By Hugo de Chasiron, Femke Beumer, Henri Colens, Lara Gill & Cath Howdle.
Directed By Henri Colens.
Performed 9th to 11th January 2015 at the Auderghem Cultural Centre, Brussels.
The noise in the theatre is tremendous as Cinderella’s Ugly Sisters threaten to rip up her ball ticket. Two hundred children yell “no!” and “you can’t do that!” at the Ugly Sisters. The actors onstage eventually have to resort to actions instead of words to convey what on earth is meant to be happening.
Welcome to the world of pantomime – one of the last remaining truly British art forms. This topsy-turvy world is based on a fairy or folk story, with a girl playing the lead boy, a man in a frock playing “his” mum, and two poor schmucks from chorus playing a tap-dancing neon horse. And it is all regarded as perfectly normal by the British public.

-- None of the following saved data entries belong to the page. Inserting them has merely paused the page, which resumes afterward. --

//! Ordered storage for placed elements.
//!
//! Store order is paint order: later elements are drawn over earlier ones,
//! and hit-testing walks from the last element back to the first so the
//! element on top wins.

use std::sync::Arc;

use serde::{Deserialize, Serialize};

use crate::element::{Element, ElementId, ElementKind, ElementPatch, Point};
use crate::geometry::{self, BoundingBox, GlyphEstimate, TextMeasure};

/// Default board width in pixels.
pub const DEFAULT_BOARD_WIDTH: f32 = 400.0;

/// Default board height in pixels.
pub const DEFAULT_BOARD_HEIGHT: f32 = 600.0;

/// Size of the editing surface in CSS pixels.
#[derive(Debug, Clone, Copy, PartialEq, Serialize, Deserialize)]
pub struct BoardSize {
    /// Width in pixels.
    pub width: f32,
    /// Height in pixels.
    pub height: f32,
}

impl BoardSize {
    /// Create a board size.
    #[must_use]
    pub const fn new(width: f32, height: f32) -> Self {
        Self { width, height }
    }
}

impl Default for BoardSize {
    fn default() -> Self {
        Self::new(DEFAULT_BOARD_WIDTH, DEFAULT_BOARD_HEIGHT)
    }
}

/// The ordered collection of elements on the board.
///
/// Every successful mutation bumps [`revision`](Self::revision); owners
/// compare revisions to know when a re-render or a save is due.
#[derive(Debug, Clone)]
pub struct ElementStore {
    elements: Vec<Element>,
    board: BoardSize,
    measurer: Arc<dyn TextMeasure>,
    revision: u64,
}

impl ElementStore {
    /// Create an empty store for a board of the given size.
    #[must_use]
    pub fn new(board: BoardSize, measurer: Arc<dyn TextMeasure>) -> Self {
        Self {
            elements: Vec::new(),
            board,
            measurer,
            revision: 0,
        }
    }

    /// Create an empty store that estimates text metrics.
    #[must_use]
    pub fn with_estimate(board: BoardSize) -> Self {
        Self::new(board, Arc::new(GlyphEstimate))
    }

    /// The board this store lays elements out on.
    #[must_use]
    pub fn board(&self) -> BoardSize {
        self.board
    }

    /// Resize the board. Existing elements keep their positions.
    pub fn set_board(&mut self, board: BoardSize) {
        self.board = board;
        self.revision += 1;
    }

    /// The text measurer used for all box computations.
    #[must_use]
    pub fn measurer(&self) -> &dyn TextMeasure {
        self.measurer.as_ref()
    }

    /// Shared handle to the measurer.
    #[must_use]
    pub fn measurer_arc(&self) -> Arc<dyn TextMeasure> {
        Arc::clone(&self.measurer)
    }

    /// Create an element and append it on top.
    ///
    /// Without a position, the element's box is centred on the board.
    pub fn create(&mut self, kind: ElementKind, position: Option<Point>) -> ElementId {
        let mut element = Element::new(kind);
        element.position = position.unwrap_or_else(|| self.centered_position(&element));
        self.insert(element)
    }

    /// Append an existing element on top.
    ///
    /// If its id is already present a fresh id is assigned, keeping ids unique.
    pub fn insert(&mut self, mut element: Element) -> ElementId {
        if self.index_of(element.id).is_some() {
            element.id = ElementId::new();
        }
        let id = element.id;
        tracing::debug!(
            "Created {} element {id} at ({}, {})",
            element.kind.type_name(),
            element.position.x,
            element.position.y
        );
        self.elements.push(element);
        self.revision += 1;
        id
    }

    /// Top-left position that centres an element's box on the board.
    #[must_use]
    pub fn centered_position(&self, element: &Element) -> Point {
        let bbox = geometry::bounding_box(element, self.measurer());
        Point::new(
            self.board.width / 2.0 - bbox.w / 2.0,
            self.board.height / 2.0 - bbox.h / 2.0,
        )
    }

    /// Look up an element.
    #[must_use]
    pub fn find(&self, id: ElementId) -> Option<&Element> {
        self.elements.iter().find(|e| e.id == id)
    }

    /// Mutable access to an element.
    ///
    /// The revision is bumped up front since the store cannot see what the
    /// caller changes. Prefer [`update`](Self::update) when change detection
    /// matters. The id must not be changed through this reference.
    pub fn find_mut(&mut self, id: ElementId) -> Option<&mut Element> {
        let element = self.elements.iter_mut().find(|e| e.id == id)?;
        self.revision += 1;
        Some(element)
    }

    /// Whether an element exists.
    #[must_use]
    pub fn contains(&self, id: ElementId) -> bool {
        self.index_of(id).is_some()
    }

    /// Position of an element in paint order.
    #[must_use]
    pub fn index_of(&self, id: ElementId) -> Option<usize> {
        self.elements.iter().position(|e| e.id == id)
    }

    /// Apply a patch. Returns whether the element exists and changed.
    /// Patching a missing id is a no-op.
    pub fn mutate(&mut self, id: ElementId, patch: &ElementPatch) -> bool {
        self.update(id, |element| {
            element.apply(patch);
        })
    }

    /// Update an element using a closure. Returns whether it changed.
    /// Updating a missing id is a no-op.
    pub fn update<F>(&mut self, id: ElementId, f: F) -> bool
    where
        F: FnOnce(&mut Element),
    {
        let Some(element) = self.elements.iter_mut().find(|e| e.id == id) else {
            tracing::debug!("Ignoring update for missing element {id}");
            return false;
        };
        let before = element.clone();
        f(element);
        // The id is the lookup key; closures may not change it.
        element.id = before.id;
        let changed = *element != before;
        if changed {
            self.revision += 1;
        }
        changed
    }

    /// Remove an element. Deleting a missing id is a no-op.
    pub fn delete(&mut self, id: ElementId) -> Option<Element> {
        let index = self.index_of(id)?;
        let removed = self.elements.remove(index);
        self.revision += 1;
        tracing::debug!("Deleted {} element {id}", removed.kind.type_name());
        Some(removed)
    }

    /// All elements, back to front.
    #[must_use]
    pub fn all(&self) -> &[Element] {
        &self.elements
    }

    /// Iterate elements, back to front.
    pub fn iter(&self) -> impl Iterator<Item = &Element> {
        self.elements.iter()
    }

    /// Number of elements.
    #[must_use]
    pub fn len(&self) -> usize {
        self.elements.len()
    }

    /// Whether the store is empty.
    #[must_use]
    pub fn is_empty(&self) -> bool {
        self.elements.is_empty()
    }

    /// Replace the whole collection (restore, undo/redo).
    pub fn replace_all(&mut self, elements: Vec<Element>) {
        self.elements.clear();
        for element in elements {
            self.insert(element);
        }
        self.revision += 1;
    }

    /// Remove every element.
    pub fn clear(&mut self) {
        self.elements.clear();
        self.revision += 1;
    }

    /// The topmost element under a board point.
    #[must_use]
    pub fn element_at(&self, x: f32, y: f32) -> Option<ElementId> {
        self.elements
            .iter()
            .rev()
            .find(|e| geometry::contains_point(e, self.measurer(), x, y))
            .map(|e| e.id)
    }

    /// An element's unscaled box.
    #[must_use]
    pub fn bounding_box(&self, id: ElementId) -> Option<BoundingBox> {
        self.find(id)
            .map(|e| geometry::bounding_box(e, self.measurer()))
    }

    /// Monotonic change counter.
    #[must_use]
    pub fn revision(&self) -> u64 {
        self.revision
    }
}

impl Default for ElementStore {
    fn default() -> Self {
        Self::with_estimate(BoardSize::default())
    }
}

Panto is the annual Christmas trip to the theatre for many children in the UK. From the moment that the good fairy welcomes us, to the enthusiastic clap-along to a cheesy pop song during the final walkdown, it gives us a joyous couple of hours of silliness and colour, with with boo-able baddies, terrible puns and thigh slaps aplenty.
Panto has been with us in recognisable form for over two centuries, arising from a mash-up of Commedia dell’Arte and Music Hall. To see a panto is to peer through a window into theatrical history.

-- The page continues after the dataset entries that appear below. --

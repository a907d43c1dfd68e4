//! # Meme Viber
//!
//! Command-line host for the Meme Viber editor.

use anyhow::Context;
use clap::Parser;
use meme_app::{
    export_board, load_script, AppConfig, CliArgs, Command, DonationFlow, DonationForm,
    PaymentClient, Session,
};
use meme_core::Editor;
use meme_renderer::Renderer;
use tracing_subscriber::{layer::SubscriberExt, util::SubscriberInitExt, EnvFilter};

/// Initialize structured tracing with optional JSON format.
///
/// Set `RUST_LOG` to control log levels.
/// Set `RUST_LOG_FORMAT=json` for JSON output.
fn init_tracing() {
    let filter = EnvFilter::try_from_default_env().unwrap_or_else(|_| {
        EnvFilter::new("info,meme_core=debug,meme_renderer=debug,meme_app=debug")
    });

    let fmt_layer = tracing_subscriber::fmt::layer()
        .with_target(true)
        .with_writer(std::io::stderr);

    if std::env::var("RUST_LOG_FORMAT").as_deref() == Ok("json") {
        tracing_subscriber::registry()
            .with(filter)
            .with(fmt_layer.json())
            .init();
    } else {
        tracing_subscriber::registry()
            .with(filter)
            .with(fmt_layer)
            .init();
    }
}

#[tokio::main]
async fn main() -> anyhow::Result<()> {
    init_tracing();

    let args = CliArgs::parse();
    let config = AppConfig::from(&args);
    tracing::debug!(?config, "Resolved configuration");

    match args.command {
        Command::Render { out, format, force } => {
            let editor = Editor::restore(config.editor_config(), config.persistence());
            let renderer = Renderer::new(config.renderer_config());
            let path = export_board(&editor, &renderer, format, out.as_deref(), force)
                .context("Failed to export board")?;
            println!("{}", path.display());
        }

        Command::Replay {
            script,
            out,
            format,
        } => {
            let events = load_script(&script)
                .with_context(|| format!("Failed to load {}", script.display()))?;
            let editor = Editor::restore(config.editor_config(), config.persistence());
            let session = Session::new(editor, config.autosave_every);

            tokio::select! {
                result = session.replay(events) => {
                    result.context("Replay failed")?;
                }
                _ = tokio::signal::ctrl_c() => {
                    // The dropped replay future has already stopped autosave.
                    tracing::warn!("Interrupted, saving before exit");
                    session.close().context("Final save failed")?;
                    return Ok(());
                }
            }

            if let Some(out) = out {
                let renderer = Renderer::new(config.renderer_config());
                let path = session
                    .editor()
                    .with(|editor| export_board(editor, &renderer, format, Some(&out), false))
                    .context("Failed to export board")?;
                println!("{}", path.display());
            }
        }

        Command::Reset => {
            config
                .persistence()
                .clear()
                .context("Failed to clear saved board")?;
            tracing::info!(dir = %config.storage_dir.display(), "Saved board cleared");
        }

        Command::Donate {
            phone,
            amount,
            name,
        } => {
            let client = PaymentClient::new(&config.payment_endpoint, config.payment_timeout)
                .context("Failed to create payment client")?;
            let flow = DonationFlow::new(client);
            let form = DonationForm {
                phone,
                amount,
                name,
            };
            match flow.submit(&form).await {
                Ok(_) => println!("Thank you for your donation!"),
                Err(e) => {
                    eprintln!("{}", e.user_message());
                    return Err(e.into());
                }
            }
        }
    }

    Ok(())
}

We still laugh at routines invented by comic geniuses like Dan Leno – born 1860, the most famous dame of all time – such as the kitchen scene, where what should be a relatively simple bit of cooking goes horribly and hilariously wrong.
It’s traditional for panto to be written by the company performing it. One of the nicest things about writing panto is choosing which silly bits of comedy business to revive – there are so many to choose from!
Although it’s practically illegal to exclude some routines – like Cochrane & Mankin’s famous “oh no it isn’t!”/”oh yes it is!” dialogue.
The best thing about panto? It’s that the audience drives the action forward.
It’s the boys and girls who tell Aladdin that the cave opens when you shout “Open Sesame!”, who tell Jack’s mum to plant the beans and who tell Sarah the Cook that there’s a ghost behind her. Panto doesn’t just encourage audience participation – the audience becomes the most important part of the show.
So long live panto – it’s easy to see why it has stuck around for so long!